Mark tells us even less about what the resurrection means than it does about what the death of Jesus meant, although his audience presumably knew exactly what to think.  On the other hand, Matthew implicitly connects both the death and resurrection of Jesus to the future resurrection of the dead. Matthew tells his audience that many holy people from the past were raised to life and emerged from their tombs after Jesus' resurrection (Matt. 27:53).

However, the intriguing thing is that Matthew tells of this event immediately after Jesus' death, along with the curtain of the temple ripping and the ground shaking.  The death thus makes the resurrection possible, but Jesus must rise first.  As in Paul, Jesus' resurrection is the "firstfruits of those who have fallen asleep" (1 Cor. 15:20).

The Gospel of John also brings out the connection between Jesus and the future resurrection of the dead. "I am the resurrection and the life. The one who believes in me will live, even though they die; and whoever lives by believing in me will never die" (John 11:25-26).

What is largely implicit in the gospels is explicit in Paul.  Jesus' resurrection is the ultimate defeat of death, the final enemy to be defeated (1 Cor. 15:26). "Just as we have borne the image of the earthly man, so shall we bear the image of the heavenly man" (15:49).

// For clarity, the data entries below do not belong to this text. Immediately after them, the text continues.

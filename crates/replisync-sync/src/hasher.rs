//! Streaming content digests
//!
//! Files are read in fixed-size chunks and folded into a running hash, so
//! memory use does not depend on file size. The algorithm is pluggable: the
//! reconciler only sees the [`ContentHasher`] trait.

use async_trait::async_trait;
use replisync_config::SyncConfig;
use replisync_types::{ChunkSize, Digest, Error, HashAlgorithm, Result};
use sha2::Digest as _;
use std::fmt;
use std::path::Path;
use tokio::fs::File;
use tokio::io::AsyncReadExt;
use tracing::trace;

/// Capability to produce a fixed-size digest of a file's content
#[async_trait]
pub trait ContentHasher: Send + Sync + fmt::Debug {
    /// Digest the file at `path`
    ///
    /// Fails when the file cannot be opened or a read fails mid-stream.
    async fn digest(&self, path: &Path) -> Result<Digest>;

    /// Name used in log output
    fn name(&self) -> &str;
}

/// Running hash state fed one chunk at a time
pub trait StreamDigest: Send {
    /// Fold a chunk into the state
    fn update(&mut self, chunk: &[u8]);

    /// Consume the state and produce the digest
    fn finish(self: Box<Self>) -> Digest;
}

struct Md5State(md5::Md5);
struct Sha256State(sha2::Sha256);
struct Blake3State(blake3::Hasher);
struct Xxh3State(xxhash_rust::xxh3::Xxh3);

impl StreamDigest for Md5State {
    fn update(&mut self, chunk: &[u8]) {
        self.0.update(chunk);
    }

    fn finish(self: Box<Self>) -> Digest {
        Digest::new(self.0.finalize().to_vec())
    }
}

impl StreamDigest for Sha256State {
    fn update(&mut self, chunk: &[u8]) {
        self.0.update(chunk);
    }

    fn finish(self: Box<Self>) -> Digest {
        Digest::new(self.0.finalize().to_vec())
    }
}

impl StreamDigest for Blake3State {
    fn update(&mut self, chunk: &[u8]) {
        self.0.update(chunk);
    }

    fn finish(self: Box<Self>) -> Digest {
        Digest::new(self.0.finalize().as_bytes().to_vec())
    }
}

impl StreamDigest for Xxh3State {
    fn update(&mut self, chunk: &[u8]) {
        self.0.update(chunk);
    }

    fn finish(self: Box<Self>) -> Digest {
        Digest::new(self.0.digest128().to_be_bytes().to_vec())
    }
}

/// Fresh running state for `algorithm`
pub fn new_stream(algorithm: HashAlgorithm) -> Box<dyn StreamDigest> {
    match algorithm {
        HashAlgorithm::Md5 => Box::new(Md5State(md5::Md5::new())),
        HashAlgorithm::Sha256 => Box::new(Sha256State(sha2::Sha256::new())),
        HashAlgorithm::Blake3 => Box::new(Blake3State(blake3::Hasher::new())),
        HashAlgorithm::Xxh3 => Box::new(Xxh3State(xxhash_rust::xxh3::Xxh3::new())),
    }
}

/// Digest an in-memory buffer
pub fn digest_bytes(algorithm: HashAlgorithm, data: &[u8]) -> Digest {
    let mut state = new_stream(algorithm);
    state.update(data);
    state.finish()
}

/// Chunked file hasher backed by one of the built-in algorithms
#[derive(Debug, Clone, Copy)]
pub struct FileHasher {
    algorithm: HashAlgorithm,
    chunk_size: ChunkSize,
}

impl FileHasher {
    /// Create a hasher with the default chunk size
    pub fn new(algorithm: HashAlgorithm) -> Self {
        Self {
            algorithm,
            chunk_size: ChunkSize::default(),
        }
    }

    /// Create a hasher from the sync configuration section
    pub fn from_config(config: &SyncConfig) -> Self {
        Self::new(config.hash_algorithm).with_chunk_size(config.chunk_size)
    }

    /// Override the read chunk size
    pub fn with_chunk_size(mut self, chunk_size: ChunkSize) -> Self {
        self.chunk_size = chunk_size;
        self
    }

    /// Algorithm in use
    pub fn algorithm(&self) -> HashAlgorithm {
        self.algorithm
    }
}

impl Default for FileHasher {
    fn default() -> Self {
        Self::new(HashAlgorithm::default())
    }
}

#[async_trait]
impl ContentHasher for FileHasher {
    async fn digest(&self, path: &Path) -> Result<Digest> {
        let mut file = File::open(path)
            .await
            .map_err(|e| Error::io_at(path, "open for hashing", &e))?;

        let mut state = new_stream(self.algorithm);
        let mut buffer = vec![0u8; self.chunk_size.get()];
        let mut total = 0u64;

        loop {
            let read = file
                .read(&mut buffer)
                .await
                .map_err(|e| Error::io_at(path, "read for hashing", &e))?;
            if read == 0 {
                break;
            }
            state.update(&buffer[..read]);
            total += read as u64;
        }

        let digest = state.finish();
        trace!(
            "{} {} ({} bytes): {}",
            self.algorithm,
            path.display(),
            total,
            digest
        );
        Ok(digest)
    }

    fn name(&self) -> &str {
        self.algorithm.name()
    }
}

We live out our lives on earth in the human form that Adam had.  But when Christ returns, our bodies will be transformed into a resurrection body like Jesus now has. Christ "will transform our lowly bodies so that they will be like his glorious body"(3:21).

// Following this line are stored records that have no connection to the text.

//! Configuration builder for layered configuration loading

use crate::{Config, ConfigError, ConfigResult};
use config::{ConfigBuilder as ConfigBuilderInner, Environment, File, FileFormat, Value};
use std::path::{Path, PathBuf};
use tracing::debug;

/// Separator between the prefix, section and key of an environment variable
const ENV_SEPARATOR: &str = "__";

/// Configuration builder for loading configuration from multiple sources
///
/// Sources apply in the order they were added; explicit overrides always
/// win over every other source.
#[derive(Debug)]
pub struct ConfigBuilder {
    inner: ConfigBuilderInner<config::builder::DefaultState>,
    sources: Vec<ConfigSource>,
    overrides: Vec<(String, Value)>,
}

#[derive(Debug, Clone)]
enum ConfigSource {
    File { path: PathBuf, format: FileFormat },
    Defaults,
    Environment { prefix: String },
}

impl ConfigBuilder {
    /// Create a new configuration builder
    pub fn new() -> Self {
        Self {
            inner: config::Config::builder(),
            sources: Vec::new(),
            overrides: Vec::new(),
        }
    }

    /// Add default configuration values
    pub fn add_defaults(mut self) -> Self {
        self.sources.push(ConfigSource::Defaults);
        self
    }

    /// Add a configuration file source
    ///
    /// Missing files are skipped; use [`crate::ConfigLoader::builder`]
    /// when the file is mandatory.
    pub fn add_source_file<P: AsRef<Path>>(mut self, path: P) -> Self {
        let path = path.as_ref().to_path_buf();
        let format = Self::detect_format(&path);
        self.sources.push(ConfigSource::File { path, format });
        self
    }

    /// Add environment variable source with prefix
    ///
    /// Variables are named `<PREFIX>__<SECTION>__<KEY>`, for example
    /// `REPLISYNC__SCHEDULE__INTERVAL_MINUTES`.
    pub fn add_env_prefix<S: Into<String>>(mut self, prefix: S) -> Self {
        self.sources.push(ConfigSource::Environment {
            prefix: prefix.into(),
        });
        self
    }

    /// Force a value for `key` (dotted, e.g. `schedule.interval_minutes`)
    pub fn set_override<K: Into<String>, V: Into<Value>>(mut self, key: K, value: V) -> Self {
        self.overrides.push((key.into(), value.into()));
        self
    }

    /// Build the configuration
    pub fn build(mut self) -> ConfigResult<Config> {
        // Defaults are always the base layer
        let defaults = Config::default();
        let defaults_value = serde_yaml::to_value(&defaults)
            .map_err(|e| ConfigError::other(format!("Failed to serialize defaults: {}", e)))?;
        self.inner = self
            .inner
            .add_source(config::Config::try_from(&defaults_value)?);

        for source in &self.sources {
            match source {
                ConfigSource::File { path, format } => {
                    if path.exists() {
                        debug!("Loading configuration from {}", path.display());
                        self.inner = self
                            .inner
                            .add_source(File::from(path.clone()).format(*format));
                    }
                }
                ConfigSource::Environment { prefix } => {
                    self.inner = self.inner.add_source(
                        Environment::with_prefix(prefix)
                            .separator(ENV_SEPARATOR)
                            .try_parsing(true),
                    );
                }
                ConfigSource::Defaults => {
                    // Already handled above
                }
            }
        }

        for (key, value) in self.overrides {
            self.inner = self.inner.set_override(key, value)?;
        }

        let config = self.inner.build()?;
        let result: Config = config.try_deserialize()?;

        Self::validate(&result)?;

        Ok(result)
    }

    /// Detect file format from extension
    fn detect_format(path: &Path) -> FileFormat {
        match path.extension().and_then(|ext| ext.to_str()) {
            Some("yaml") | Some("yml") => FileFormat::Yaml,
            Some("toml") => FileFormat::Toml,
            Some("json") => FileFormat::Json,
            _ => FileFormat::Yaml, // Default to YAML
        }
    }

    /// Validate the configuration
    fn validate(config: &Config) -> ConfigResult<()> {
        if config.schedule.interval_minutes == 0 {
            return Err(ConfigError::invalid_value(
                "schedule.interval_minutes",
                "interval must be a positive number of minutes",
            ));
        }

        if !["trace", "debug", "info", "warn", "error"].contains(&config.logging.level.as_str()) {
            return Err(ConfigError::validation(
                "Log level must be one of: trace, debug, info, warn, error",
            ));
        }

        if let Some(log_file) = &config.logging.log_file {
            if log_file.is_dir() {
                return Err(ConfigError::invalid_value(
                    "logging.log_file".to_string(),
                    format!("'{}' is a directory", log_file.display()),
                ));
            }
        }

        Ok(())
    }
}

impl Default for ConfigBuilder {
    fn default() -> Self {
        Self::new()
    }
}

#[cfg(test)]
mod tests {
    use super::*;
    use replisync_types::HashAlgorithm;
    use std::io::Write;
    use tempfile::NamedTempFile;

    #[test]
    fn test_builder_defaults() {
        let config = ConfigBuilder::new().add_defaults().build().unwrap();
        assert_eq!(config.sync.hash_algorithm, HashAlgorithm::Md5);
        assert_eq!(config.schedule.interval_minutes, 1);
    }

    #[test]
    fn test_builder_yaml_file() {
        let mut temp_file = NamedTempFile::with_suffix(".yaml").unwrap();
        writeln!(
            temp_file,
            r#"
sync:
  hash_algorithm: sha256
  chunk_size: 131072
schedule:
  interval_minutes: 15
"#
        )
        .unwrap();

        let config = ConfigBuilder::new()
            .add_defaults()
            .add_source_file(temp_file.path())
            .build()
            .unwrap();

        assert_eq!(config.sync.hash_algorithm, HashAlgorithm::Sha256);
        assert_eq!(config.sync.chunk_size.get(), 131_072);
        assert_eq!(config.schedule.interval_minutes, 15);
        assert_eq!(config.logging.level, "info");
    }

    #[test]
    fn test_builder_toml_file() {
        let mut temp_file = NamedTempFile::with_suffix(".toml").unwrap();
        writeln!(
            temp_file,
            r#"
[sync]
hash_algorithm = "blake3"

[logging]
level = "debug"
"#
        )
        .unwrap();

        let config = ConfigBuilder::new()
            .add_defaults()
            .add_source_file(temp_file.path())
            .build()
            .unwrap();

        assert_eq!(config.sync.hash_algorithm, HashAlgorithm::Blake3);
        assert_eq!(config.logging.level, "debug");
    }

    #[test]
    fn test_overrides_win_over_file() {
        let mut temp_file = NamedTempFile::with_suffix(".yaml").unwrap();
        writeln!(temp_file, "schedule:\n  interval_minutes: 30\n").unwrap();

        let config = ConfigBuilder::new()
            .add_defaults()
            .add_source_file(temp_file.path())
            .set_override("schedule.interval_minutes", 5_i64)
            .set_override("sync.hash_algorithm", "xxh3")
            .build()
            .unwrap();

        assert_eq!(config.schedule.interval_minutes, 5);
        assert_eq!(config.sync.hash_algorithm, HashAlgorithm::Xxh3);
    }

    #[test]
    fn test_zero_interval_rejected() {
        let result = ConfigBuilder::new()
            .add_defaults()
            .set_override("schedule.interval_minutes", 0_i64)
            .build();

        assert!(result.is_err());
        assert!(result
            .unwrap_err()
            .to_string()
            .contains("interval must be a positive number of minutes"));
    }

    #[test]
    fn test_bad_chunk_size_rejected() {
        let result = ConfigBuilder::new()
            .add_defaults()
            .set_override("sync.chunk_size", 1000_i64)
            .build();

        assert!(result.is_err());
    }

    #[test]
    fn test_bad_log_level_rejected() {
        let result = ConfigBuilder::new()
            .add_defaults()
            .set_override("logging.level", "loud")
            .build();

        assert!(result.unwrap_err().to_string().contains("Log level"));
    }

    #[test]
    fn test_environment_layer_between_file_and_overrides() {
        // Unique prefix so no other test sees these variables
        std::env::set_var("REPLISYNC_LAYERTEST__SCHEDULE__INTERVAL_MINUTES", "9");
        std::env::set_var("REPLISYNC_LAYERTEST__SYNC__HASH_ALGORITHM", "blake3");
        std::env::set_var("REPLISYNC_LAYERTEST__LOGGING__LEVEL", "warn");

        let mut temp_file = NamedTempFile::with_suffix(".yaml").unwrap();
        writeln!(
            temp_file,
            "schedule:\n  interval_minutes: 30\nlogging:\n  level: debug\n"
        )
        .unwrap();

        let config = ConfigBuilder::new()
            .add_defaults()
            .add_source_file(temp_file.path())
            .add_env_prefix("REPLISYNC_LAYERTEST")
            .set_override("logging.level", "error")
            .build()
            .unwrap();

        assert_eq!(config.schedule.interval_minutes, 9);
        assert_eq!(config.sync.hash_algorithm, HashAlgorithm::Blake3);
        assert_eq!(config.logging.level, "error");
    }
}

But the benefits of the resurrection do not have to wait until Christ's return.  "Just as Christ was raised from the dead through the glory of the Father, we too may live a new life" (Rom. 6:4).  In Romans, the primary benefit of the resurrection in view is not the future resurrection of the dead but the power of God to empower a person to live a righteous life right now through the Holy Spirit. This is likely what Paul means when he says that "if the Spirit of him who raised Jesus from the dead is living in you, he who raised Christ from the dead will also give life to your mortal bodies because of his Spirit who lives in you." (8:11)...

1 comment:

Angie Van De Merwe said...

The development of theological interpretation is the reason why the Gospels and Paul impart more details of "truth". These have become our cultural mores. But, theology is speculative, because it is about the transcendent.

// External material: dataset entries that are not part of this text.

//! Side effects applied to the replica tree

use async_trait::async_trait;
use replisync_types::{Error, Result};
use std::fmt;
use std::path::Path;
use tokio::fs;
use tracing::debug;

/// File operations the reconciler performs on the replica
///
/// Every mutation of the replica goes through this trait, so an alternative
/// implementation can fail selected paths or record calls.
#[async_trait]
pub trait ReplicaOps: Send + Sync + fmt::Debug {
    /// Copy `source` over `destination`, replacing any existing content
    ///
    /// A symbolic link at `destination` is replaced by a regular file; its
    /// target is left untouched. Returns the number of bytes copied.
    async fn copy_file(&self, source: &Path, destination: &Path) -> Result<u64>;

    /// Remove the file at `path`
    async fn remove_file(&self, path: &Path) -> Result<()>;

    /// Create `path` and any missing parents
    async fn create_dir_all(&self, path: &Path) -> Result<()>;
}

/// [`ReplicaOps`] on the local file system
#[derive(Debug, Clone, Copy, Default)]
pub struct LocalReplicaOps;

#[async_trait]
impl ReplicaOps for LocalReplicaOps {
    async fn copy_file(&self, source: &Path, destination: &Path) -> Result<u64> {
        // Never write through a link: replace the link itself.
        let is_link = fs::symlink_metadata(destination)
            .await
            .is_ok_and(|meta| meta.file_type().is_symlink());
        if is_link {
            fs::remove_file(destination)
                .await
                .map_err(|e| Error::io_at(destination, "replace symlink", &e))?;
            debug!("Removed symlink {} before copying", destination.display());
        }

        // A full copy rewrites the content in place and refreshes mtime.
        let bytes = fs::copy(source, destination)
            .await
            .map_err(|e| Error::io_at(destination, "copy", &e))?;
        debug!(
            "Copied {} -> {} ({} bytes)",
            source.display(),
            destination.display(),
            bytes
        );
        Ok(bytes)
    }

    async fn remove_file(&self, path: &Path) -> Result<()> {
        fs::remove_file(path)
            .await
            .map_err(|e| Error::io_at(path, "remove", &e))?;
        debug!("Removed {}", path.display());
        Ok(())
    }

    async fn create_dir_all(&self, path: &Path) -> Result<()> {
        fs::create_dir_all(path)
            .await
            .map_err(|e| Error::io_at(path, "create directory", &e))?;
        debug!("Created directory {}", path.display());
        Ok(())
    }
}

It is too bad that people cannot understand that theology is speculative and "wars" have been fought over it, unfortunately! Not only physical wars, but psychological/philosophical/political/cultural wars over "the moral" and we see how our own culture is "at war" over these issues, not understanding that these are cultural understandings, not absolute ones.

What we need to understand today, is not "God", but political philosophy and what values are most important to maintain in our society. It has little to do with scripture, but everything to do with the health of individuals and society, itself.